ABOUT THIS EXERCISE:
Only those lines in the data below from the line containing "use rand::seq::SliceRandom;" through the line containing "to keep reseeded", both included, should be restated word for word.

EXERCISE DATA:
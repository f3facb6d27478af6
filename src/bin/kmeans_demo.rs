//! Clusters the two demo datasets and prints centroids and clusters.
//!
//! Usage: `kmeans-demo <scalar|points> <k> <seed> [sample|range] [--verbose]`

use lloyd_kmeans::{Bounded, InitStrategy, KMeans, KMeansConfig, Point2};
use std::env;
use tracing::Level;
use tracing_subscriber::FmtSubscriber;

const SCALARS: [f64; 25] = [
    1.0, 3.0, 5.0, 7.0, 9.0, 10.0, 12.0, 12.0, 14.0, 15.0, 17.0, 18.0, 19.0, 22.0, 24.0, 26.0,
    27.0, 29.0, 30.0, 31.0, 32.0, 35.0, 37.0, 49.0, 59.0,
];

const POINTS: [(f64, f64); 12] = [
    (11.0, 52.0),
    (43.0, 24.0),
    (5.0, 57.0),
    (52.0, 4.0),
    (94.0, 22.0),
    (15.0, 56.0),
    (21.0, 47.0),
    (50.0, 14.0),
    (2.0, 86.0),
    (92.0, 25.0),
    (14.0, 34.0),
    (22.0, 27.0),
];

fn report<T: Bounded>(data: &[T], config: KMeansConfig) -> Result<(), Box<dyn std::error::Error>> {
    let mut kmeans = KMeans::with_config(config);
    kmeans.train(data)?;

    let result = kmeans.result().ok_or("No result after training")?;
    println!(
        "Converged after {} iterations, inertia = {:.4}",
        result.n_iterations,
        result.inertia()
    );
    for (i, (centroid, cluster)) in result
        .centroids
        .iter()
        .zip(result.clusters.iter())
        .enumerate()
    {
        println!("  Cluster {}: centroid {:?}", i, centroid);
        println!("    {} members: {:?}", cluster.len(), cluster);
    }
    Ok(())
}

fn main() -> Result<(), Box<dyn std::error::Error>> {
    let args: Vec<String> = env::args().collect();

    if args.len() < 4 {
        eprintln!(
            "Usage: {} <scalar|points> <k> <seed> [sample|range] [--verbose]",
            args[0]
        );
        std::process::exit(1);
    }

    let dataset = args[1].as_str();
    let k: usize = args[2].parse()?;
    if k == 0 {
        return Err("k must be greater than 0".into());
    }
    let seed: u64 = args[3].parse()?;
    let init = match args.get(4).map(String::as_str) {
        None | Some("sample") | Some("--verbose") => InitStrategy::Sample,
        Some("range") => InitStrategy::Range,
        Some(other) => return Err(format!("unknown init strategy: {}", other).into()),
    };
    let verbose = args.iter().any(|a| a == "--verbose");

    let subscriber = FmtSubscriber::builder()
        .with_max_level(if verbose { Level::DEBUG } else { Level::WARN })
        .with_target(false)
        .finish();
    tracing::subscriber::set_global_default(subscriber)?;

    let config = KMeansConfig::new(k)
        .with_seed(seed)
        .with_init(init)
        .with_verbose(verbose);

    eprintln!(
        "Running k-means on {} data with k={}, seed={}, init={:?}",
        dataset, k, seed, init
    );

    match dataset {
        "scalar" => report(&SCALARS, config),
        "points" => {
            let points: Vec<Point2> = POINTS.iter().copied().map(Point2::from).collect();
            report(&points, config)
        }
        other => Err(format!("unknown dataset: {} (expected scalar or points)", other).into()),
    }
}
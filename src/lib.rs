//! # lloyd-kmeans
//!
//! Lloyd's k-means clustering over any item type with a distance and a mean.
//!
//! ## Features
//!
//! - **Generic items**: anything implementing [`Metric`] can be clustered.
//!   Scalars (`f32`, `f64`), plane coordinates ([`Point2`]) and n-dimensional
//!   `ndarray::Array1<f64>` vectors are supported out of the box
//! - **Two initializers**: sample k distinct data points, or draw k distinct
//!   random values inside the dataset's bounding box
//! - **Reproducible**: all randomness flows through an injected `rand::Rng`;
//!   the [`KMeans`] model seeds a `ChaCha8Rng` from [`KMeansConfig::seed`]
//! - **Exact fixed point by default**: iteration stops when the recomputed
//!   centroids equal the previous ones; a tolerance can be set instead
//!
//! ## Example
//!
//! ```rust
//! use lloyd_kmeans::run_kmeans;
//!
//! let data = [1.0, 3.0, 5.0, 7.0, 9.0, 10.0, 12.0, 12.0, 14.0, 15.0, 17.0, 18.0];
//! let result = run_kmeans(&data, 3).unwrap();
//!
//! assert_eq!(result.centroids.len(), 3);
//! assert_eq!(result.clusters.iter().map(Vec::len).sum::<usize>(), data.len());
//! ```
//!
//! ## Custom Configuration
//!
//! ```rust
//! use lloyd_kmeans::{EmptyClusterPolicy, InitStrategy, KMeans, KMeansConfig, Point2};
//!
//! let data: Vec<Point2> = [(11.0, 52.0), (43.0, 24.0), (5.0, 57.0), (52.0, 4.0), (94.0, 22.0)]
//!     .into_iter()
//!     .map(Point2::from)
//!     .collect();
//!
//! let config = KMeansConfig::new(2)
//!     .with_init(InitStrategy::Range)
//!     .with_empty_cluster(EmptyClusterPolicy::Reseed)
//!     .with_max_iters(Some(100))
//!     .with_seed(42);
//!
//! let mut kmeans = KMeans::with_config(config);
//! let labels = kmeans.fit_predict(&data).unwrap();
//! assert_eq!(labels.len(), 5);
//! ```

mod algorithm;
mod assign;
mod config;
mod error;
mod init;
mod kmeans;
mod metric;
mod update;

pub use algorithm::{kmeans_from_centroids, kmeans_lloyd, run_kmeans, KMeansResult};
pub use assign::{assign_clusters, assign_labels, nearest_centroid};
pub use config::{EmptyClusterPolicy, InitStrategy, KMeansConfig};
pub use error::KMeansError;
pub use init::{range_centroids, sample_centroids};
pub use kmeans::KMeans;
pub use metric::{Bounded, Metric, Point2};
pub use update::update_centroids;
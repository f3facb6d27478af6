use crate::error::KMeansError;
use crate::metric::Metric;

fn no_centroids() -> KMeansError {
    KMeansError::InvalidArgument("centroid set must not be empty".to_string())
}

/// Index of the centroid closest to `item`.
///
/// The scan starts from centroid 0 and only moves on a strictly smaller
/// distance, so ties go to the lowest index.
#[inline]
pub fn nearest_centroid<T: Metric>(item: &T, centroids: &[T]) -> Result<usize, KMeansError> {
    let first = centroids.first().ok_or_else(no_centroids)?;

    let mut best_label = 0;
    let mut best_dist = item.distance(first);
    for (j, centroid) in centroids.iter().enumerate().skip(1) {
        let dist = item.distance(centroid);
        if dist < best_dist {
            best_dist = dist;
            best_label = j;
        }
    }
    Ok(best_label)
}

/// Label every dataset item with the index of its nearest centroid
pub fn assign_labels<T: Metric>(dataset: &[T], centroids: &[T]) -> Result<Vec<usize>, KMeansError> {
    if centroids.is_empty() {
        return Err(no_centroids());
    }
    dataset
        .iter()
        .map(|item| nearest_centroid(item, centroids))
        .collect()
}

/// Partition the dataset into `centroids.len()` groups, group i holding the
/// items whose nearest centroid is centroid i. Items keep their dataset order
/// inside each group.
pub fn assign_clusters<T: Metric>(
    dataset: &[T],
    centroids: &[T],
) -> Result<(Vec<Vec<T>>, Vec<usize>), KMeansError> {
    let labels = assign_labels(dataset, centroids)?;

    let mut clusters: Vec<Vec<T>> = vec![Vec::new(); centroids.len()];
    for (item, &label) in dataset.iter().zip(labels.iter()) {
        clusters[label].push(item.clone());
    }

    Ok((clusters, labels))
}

--

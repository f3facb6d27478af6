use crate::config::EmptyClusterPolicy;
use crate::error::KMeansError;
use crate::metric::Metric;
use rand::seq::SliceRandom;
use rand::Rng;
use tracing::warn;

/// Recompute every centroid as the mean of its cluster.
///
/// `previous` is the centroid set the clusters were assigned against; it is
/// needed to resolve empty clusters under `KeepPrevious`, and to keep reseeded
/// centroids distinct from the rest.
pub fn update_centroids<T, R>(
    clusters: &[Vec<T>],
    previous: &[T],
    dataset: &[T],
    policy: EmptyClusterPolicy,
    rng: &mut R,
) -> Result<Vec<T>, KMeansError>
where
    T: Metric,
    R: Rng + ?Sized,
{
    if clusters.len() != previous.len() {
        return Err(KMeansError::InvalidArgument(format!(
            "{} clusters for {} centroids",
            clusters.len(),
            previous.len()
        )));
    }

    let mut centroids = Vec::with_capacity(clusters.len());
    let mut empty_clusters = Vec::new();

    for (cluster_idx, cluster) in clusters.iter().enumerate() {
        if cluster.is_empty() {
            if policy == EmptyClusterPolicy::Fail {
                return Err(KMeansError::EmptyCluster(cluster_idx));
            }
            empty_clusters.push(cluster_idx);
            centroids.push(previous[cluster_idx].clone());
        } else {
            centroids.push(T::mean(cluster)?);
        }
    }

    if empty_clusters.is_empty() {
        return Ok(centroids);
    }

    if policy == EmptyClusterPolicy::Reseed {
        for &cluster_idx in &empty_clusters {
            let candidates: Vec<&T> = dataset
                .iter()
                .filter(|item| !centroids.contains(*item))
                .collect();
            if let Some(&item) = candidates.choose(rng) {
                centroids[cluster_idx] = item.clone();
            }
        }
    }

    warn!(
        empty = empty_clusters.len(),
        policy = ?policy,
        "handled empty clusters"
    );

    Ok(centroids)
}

* * *

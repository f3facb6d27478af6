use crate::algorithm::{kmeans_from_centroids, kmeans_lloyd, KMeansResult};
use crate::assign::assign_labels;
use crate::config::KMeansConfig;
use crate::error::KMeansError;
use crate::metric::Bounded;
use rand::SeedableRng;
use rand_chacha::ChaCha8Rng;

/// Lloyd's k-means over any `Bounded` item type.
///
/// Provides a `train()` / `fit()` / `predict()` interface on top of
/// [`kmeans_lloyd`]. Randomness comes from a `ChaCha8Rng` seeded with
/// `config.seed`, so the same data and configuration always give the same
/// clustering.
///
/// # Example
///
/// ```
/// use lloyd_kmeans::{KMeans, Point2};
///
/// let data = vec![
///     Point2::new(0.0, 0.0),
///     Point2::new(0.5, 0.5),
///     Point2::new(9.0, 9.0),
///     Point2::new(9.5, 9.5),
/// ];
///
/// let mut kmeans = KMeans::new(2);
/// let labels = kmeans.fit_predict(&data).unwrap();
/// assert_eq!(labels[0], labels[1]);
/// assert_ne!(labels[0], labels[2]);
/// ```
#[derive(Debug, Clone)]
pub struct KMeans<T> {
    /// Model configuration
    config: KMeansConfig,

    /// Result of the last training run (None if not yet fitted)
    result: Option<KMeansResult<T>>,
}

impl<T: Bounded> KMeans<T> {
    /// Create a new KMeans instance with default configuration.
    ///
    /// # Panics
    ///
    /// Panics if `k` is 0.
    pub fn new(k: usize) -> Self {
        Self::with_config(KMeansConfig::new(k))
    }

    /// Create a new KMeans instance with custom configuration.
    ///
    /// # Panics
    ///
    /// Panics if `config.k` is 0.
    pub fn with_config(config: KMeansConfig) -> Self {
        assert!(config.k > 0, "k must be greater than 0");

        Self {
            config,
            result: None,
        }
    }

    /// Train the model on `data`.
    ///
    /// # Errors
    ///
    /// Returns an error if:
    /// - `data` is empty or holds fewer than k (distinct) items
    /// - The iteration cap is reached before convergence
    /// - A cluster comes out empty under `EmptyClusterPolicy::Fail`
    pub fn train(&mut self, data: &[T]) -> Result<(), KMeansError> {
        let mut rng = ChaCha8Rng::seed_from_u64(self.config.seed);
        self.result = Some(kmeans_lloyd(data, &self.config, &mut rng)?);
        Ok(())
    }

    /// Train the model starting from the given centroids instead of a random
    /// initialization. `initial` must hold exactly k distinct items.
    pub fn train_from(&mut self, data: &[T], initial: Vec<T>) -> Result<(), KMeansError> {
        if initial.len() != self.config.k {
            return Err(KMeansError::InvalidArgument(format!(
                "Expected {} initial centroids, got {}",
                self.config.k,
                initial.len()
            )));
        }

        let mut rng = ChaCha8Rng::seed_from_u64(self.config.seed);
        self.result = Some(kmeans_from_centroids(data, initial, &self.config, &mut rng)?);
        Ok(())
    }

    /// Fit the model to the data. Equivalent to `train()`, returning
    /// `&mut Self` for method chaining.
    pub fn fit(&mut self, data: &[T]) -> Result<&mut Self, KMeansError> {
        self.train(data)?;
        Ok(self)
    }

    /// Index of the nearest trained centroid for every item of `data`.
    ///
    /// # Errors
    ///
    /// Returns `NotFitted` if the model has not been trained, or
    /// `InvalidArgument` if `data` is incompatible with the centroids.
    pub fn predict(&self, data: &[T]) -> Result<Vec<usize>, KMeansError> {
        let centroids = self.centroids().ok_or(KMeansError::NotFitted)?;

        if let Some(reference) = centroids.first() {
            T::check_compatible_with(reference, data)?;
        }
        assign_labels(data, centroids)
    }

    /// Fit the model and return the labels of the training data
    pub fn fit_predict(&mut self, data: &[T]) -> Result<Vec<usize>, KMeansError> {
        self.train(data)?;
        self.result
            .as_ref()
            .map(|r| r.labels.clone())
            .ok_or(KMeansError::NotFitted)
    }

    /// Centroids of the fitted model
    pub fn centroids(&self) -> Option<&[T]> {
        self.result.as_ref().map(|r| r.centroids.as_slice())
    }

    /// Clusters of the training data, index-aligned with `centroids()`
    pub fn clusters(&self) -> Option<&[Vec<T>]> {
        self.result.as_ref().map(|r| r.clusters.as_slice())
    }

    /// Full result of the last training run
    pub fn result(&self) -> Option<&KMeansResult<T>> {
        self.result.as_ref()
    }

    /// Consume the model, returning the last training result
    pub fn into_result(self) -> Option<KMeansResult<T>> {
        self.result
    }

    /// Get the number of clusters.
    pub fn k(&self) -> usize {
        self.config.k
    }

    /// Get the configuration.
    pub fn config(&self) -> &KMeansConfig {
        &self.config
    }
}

ANSWER FOR THE TASK:
use rand::seq::SliceRandom;
use rand::Rng;
use tracing::warn;

/// Recompute every centroid as the mean of its cluster.
///
/// `previous` is the centroid set the clusters were assigned against; it is
/// needed to resolve empty clusters under `KeepPrevious`, and to keep reseeded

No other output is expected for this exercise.